[Start of section]

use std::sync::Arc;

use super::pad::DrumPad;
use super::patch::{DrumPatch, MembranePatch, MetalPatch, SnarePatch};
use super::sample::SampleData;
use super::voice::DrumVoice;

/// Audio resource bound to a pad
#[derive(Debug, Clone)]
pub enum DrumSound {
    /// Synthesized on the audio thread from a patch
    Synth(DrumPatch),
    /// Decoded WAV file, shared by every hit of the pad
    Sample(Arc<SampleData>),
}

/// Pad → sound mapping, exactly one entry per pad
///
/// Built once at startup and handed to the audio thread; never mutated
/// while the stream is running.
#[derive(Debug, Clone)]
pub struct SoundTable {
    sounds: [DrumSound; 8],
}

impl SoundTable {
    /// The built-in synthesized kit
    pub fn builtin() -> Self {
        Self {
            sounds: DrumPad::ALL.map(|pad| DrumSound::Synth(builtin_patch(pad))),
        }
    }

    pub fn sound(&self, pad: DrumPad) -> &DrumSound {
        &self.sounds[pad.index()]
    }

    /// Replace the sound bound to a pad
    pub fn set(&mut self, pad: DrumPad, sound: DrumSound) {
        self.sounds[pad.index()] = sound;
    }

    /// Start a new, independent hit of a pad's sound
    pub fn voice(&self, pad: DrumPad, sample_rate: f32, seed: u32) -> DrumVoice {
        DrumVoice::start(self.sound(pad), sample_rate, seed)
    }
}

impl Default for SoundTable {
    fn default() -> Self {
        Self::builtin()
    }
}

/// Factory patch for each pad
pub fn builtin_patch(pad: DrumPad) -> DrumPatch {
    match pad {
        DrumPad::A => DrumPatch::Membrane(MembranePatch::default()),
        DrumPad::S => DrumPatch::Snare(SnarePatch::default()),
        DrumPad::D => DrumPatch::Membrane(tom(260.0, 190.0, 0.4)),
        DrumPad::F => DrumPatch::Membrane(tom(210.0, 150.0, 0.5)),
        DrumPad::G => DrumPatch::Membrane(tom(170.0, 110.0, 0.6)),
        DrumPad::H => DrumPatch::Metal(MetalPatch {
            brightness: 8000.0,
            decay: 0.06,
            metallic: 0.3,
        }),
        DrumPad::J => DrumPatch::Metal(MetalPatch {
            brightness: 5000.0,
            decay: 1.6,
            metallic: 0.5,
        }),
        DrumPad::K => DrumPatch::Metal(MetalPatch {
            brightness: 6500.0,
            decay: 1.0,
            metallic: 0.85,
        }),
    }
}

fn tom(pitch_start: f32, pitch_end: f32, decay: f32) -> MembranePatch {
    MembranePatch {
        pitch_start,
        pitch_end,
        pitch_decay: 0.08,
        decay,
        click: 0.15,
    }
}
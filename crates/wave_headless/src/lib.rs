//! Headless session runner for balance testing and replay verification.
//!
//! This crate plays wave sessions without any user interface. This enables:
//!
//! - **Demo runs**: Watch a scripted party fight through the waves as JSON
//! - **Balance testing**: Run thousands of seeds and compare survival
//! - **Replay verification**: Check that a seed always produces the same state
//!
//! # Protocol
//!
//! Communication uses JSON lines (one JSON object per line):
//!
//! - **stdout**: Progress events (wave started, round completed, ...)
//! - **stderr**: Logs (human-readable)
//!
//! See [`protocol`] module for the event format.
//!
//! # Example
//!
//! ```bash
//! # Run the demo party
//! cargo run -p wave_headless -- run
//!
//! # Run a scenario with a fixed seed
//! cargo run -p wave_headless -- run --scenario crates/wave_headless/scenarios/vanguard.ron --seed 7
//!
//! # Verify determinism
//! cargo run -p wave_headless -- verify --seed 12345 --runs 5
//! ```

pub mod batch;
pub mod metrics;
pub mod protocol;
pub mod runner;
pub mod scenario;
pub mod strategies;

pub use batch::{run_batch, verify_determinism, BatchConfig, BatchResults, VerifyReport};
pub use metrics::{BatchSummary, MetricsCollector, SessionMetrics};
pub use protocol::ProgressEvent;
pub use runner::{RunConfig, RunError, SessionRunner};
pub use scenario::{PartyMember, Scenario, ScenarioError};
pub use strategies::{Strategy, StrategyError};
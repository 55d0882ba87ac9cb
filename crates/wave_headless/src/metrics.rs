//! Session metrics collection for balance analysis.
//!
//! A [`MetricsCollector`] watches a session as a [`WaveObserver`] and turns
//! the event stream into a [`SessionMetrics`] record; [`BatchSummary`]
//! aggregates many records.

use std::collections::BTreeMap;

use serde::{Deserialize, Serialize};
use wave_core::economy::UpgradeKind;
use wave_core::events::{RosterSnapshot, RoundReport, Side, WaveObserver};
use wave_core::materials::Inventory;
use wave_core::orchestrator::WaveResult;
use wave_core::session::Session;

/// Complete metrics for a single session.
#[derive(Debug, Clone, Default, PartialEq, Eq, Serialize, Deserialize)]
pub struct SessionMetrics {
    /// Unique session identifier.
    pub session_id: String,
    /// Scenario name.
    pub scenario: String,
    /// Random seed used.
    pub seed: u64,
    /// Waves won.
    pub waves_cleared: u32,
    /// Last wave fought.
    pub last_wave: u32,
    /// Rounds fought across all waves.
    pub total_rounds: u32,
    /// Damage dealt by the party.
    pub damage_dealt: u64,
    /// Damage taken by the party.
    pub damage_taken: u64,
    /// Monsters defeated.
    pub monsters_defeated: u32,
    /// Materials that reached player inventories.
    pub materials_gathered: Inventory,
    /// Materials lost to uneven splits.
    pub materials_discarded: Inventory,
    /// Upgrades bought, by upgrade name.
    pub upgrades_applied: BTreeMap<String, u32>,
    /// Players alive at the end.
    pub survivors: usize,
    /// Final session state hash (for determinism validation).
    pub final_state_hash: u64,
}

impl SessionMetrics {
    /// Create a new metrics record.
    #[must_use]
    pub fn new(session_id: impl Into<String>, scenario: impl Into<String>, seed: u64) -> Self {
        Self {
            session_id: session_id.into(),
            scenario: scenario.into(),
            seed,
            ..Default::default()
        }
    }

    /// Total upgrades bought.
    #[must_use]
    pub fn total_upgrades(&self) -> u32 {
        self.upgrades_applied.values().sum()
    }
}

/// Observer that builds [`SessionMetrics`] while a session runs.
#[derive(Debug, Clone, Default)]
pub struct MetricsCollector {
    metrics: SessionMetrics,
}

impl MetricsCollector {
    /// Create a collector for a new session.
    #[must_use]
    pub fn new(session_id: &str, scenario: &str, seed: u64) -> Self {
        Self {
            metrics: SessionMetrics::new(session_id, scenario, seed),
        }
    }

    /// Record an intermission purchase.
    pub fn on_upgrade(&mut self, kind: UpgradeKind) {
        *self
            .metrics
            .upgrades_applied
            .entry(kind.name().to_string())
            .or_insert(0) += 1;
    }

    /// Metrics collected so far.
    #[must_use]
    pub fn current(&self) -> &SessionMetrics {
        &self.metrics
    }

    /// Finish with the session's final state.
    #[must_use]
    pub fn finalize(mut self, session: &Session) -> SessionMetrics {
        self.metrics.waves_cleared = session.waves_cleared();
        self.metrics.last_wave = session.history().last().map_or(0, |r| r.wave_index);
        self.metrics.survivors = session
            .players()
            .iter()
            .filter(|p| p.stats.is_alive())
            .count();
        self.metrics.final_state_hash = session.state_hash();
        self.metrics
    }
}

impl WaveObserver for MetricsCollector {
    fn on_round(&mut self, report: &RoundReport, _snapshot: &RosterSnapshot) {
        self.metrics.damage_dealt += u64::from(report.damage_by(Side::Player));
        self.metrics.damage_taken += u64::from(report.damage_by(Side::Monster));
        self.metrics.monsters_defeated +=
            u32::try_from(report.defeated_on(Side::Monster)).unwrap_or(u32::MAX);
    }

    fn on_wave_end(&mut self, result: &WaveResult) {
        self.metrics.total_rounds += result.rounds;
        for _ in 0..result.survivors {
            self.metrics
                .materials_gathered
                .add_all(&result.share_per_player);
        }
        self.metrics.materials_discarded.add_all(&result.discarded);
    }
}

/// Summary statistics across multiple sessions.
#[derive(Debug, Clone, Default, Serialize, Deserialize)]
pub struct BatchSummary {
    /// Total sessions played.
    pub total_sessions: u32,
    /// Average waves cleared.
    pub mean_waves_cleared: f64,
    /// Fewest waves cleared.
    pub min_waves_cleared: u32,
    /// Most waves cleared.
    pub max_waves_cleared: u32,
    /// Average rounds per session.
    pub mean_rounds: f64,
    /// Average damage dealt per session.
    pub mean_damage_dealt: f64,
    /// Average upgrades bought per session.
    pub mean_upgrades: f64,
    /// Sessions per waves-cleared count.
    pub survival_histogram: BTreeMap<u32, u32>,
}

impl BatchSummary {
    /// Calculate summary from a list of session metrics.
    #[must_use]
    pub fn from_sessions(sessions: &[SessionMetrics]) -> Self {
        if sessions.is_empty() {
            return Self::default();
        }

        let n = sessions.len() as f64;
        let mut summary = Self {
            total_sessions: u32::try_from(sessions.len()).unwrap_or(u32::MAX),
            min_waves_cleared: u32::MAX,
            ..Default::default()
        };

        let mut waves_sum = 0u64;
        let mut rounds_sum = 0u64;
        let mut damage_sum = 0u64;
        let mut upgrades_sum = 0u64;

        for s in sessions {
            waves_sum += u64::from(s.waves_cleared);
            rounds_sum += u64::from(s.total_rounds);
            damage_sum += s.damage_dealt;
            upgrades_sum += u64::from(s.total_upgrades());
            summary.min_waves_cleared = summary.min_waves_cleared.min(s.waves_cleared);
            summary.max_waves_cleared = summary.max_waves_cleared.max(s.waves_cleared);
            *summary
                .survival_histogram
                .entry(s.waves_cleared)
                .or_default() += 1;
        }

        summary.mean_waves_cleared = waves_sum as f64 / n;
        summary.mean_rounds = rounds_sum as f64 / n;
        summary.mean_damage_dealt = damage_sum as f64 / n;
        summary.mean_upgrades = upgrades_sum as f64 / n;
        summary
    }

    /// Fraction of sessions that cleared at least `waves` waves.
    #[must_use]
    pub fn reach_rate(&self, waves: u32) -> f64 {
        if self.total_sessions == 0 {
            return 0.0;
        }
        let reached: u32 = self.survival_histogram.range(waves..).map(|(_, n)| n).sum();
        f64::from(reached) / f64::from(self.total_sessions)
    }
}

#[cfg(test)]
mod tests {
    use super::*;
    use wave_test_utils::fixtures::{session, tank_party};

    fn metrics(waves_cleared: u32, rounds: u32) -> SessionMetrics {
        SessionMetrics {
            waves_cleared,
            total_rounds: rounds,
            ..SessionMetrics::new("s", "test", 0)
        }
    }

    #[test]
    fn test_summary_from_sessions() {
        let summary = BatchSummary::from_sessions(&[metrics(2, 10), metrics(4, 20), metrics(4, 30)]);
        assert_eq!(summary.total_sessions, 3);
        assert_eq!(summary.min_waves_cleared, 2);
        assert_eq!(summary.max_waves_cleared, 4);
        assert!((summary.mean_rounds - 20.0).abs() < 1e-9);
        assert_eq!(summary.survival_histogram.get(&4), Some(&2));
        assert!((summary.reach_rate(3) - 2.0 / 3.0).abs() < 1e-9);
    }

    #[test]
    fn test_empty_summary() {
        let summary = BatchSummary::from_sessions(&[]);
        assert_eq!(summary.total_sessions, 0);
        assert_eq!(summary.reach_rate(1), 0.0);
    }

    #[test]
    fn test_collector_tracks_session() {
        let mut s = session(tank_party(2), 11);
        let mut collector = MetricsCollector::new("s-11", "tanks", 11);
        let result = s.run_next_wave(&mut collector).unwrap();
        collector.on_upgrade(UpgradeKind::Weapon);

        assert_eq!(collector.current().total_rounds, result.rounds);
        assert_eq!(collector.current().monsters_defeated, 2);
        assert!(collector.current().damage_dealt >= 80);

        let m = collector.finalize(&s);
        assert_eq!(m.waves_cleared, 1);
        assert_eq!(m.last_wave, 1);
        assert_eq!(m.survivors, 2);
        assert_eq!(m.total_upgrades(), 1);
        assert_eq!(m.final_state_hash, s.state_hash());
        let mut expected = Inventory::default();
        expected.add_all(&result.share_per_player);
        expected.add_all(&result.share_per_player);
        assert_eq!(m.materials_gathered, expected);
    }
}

[End of section]

-- Activity --
From the records above, repeat exactly the lines from the one with "the event stream" through the one with "a single session.", both included.

-- Expected answer --
//! the event stream into a [`SessionMetrics`] record; [`BatchSummary`]
//! aggregates many records.

use std::collections::BTreeMap;

use serde::{Deserialize, Serialize};
use wave_core::economy::UpgradeKind;
use wave_core::events::{RosterSnapshot, RoundReport, Side, WaveObserver};
use wave_core::materials::Inventory;
use wave_core::orchestrator::WaveResult;
use wave_core::session::Session;

/// Complete metrics for a single session.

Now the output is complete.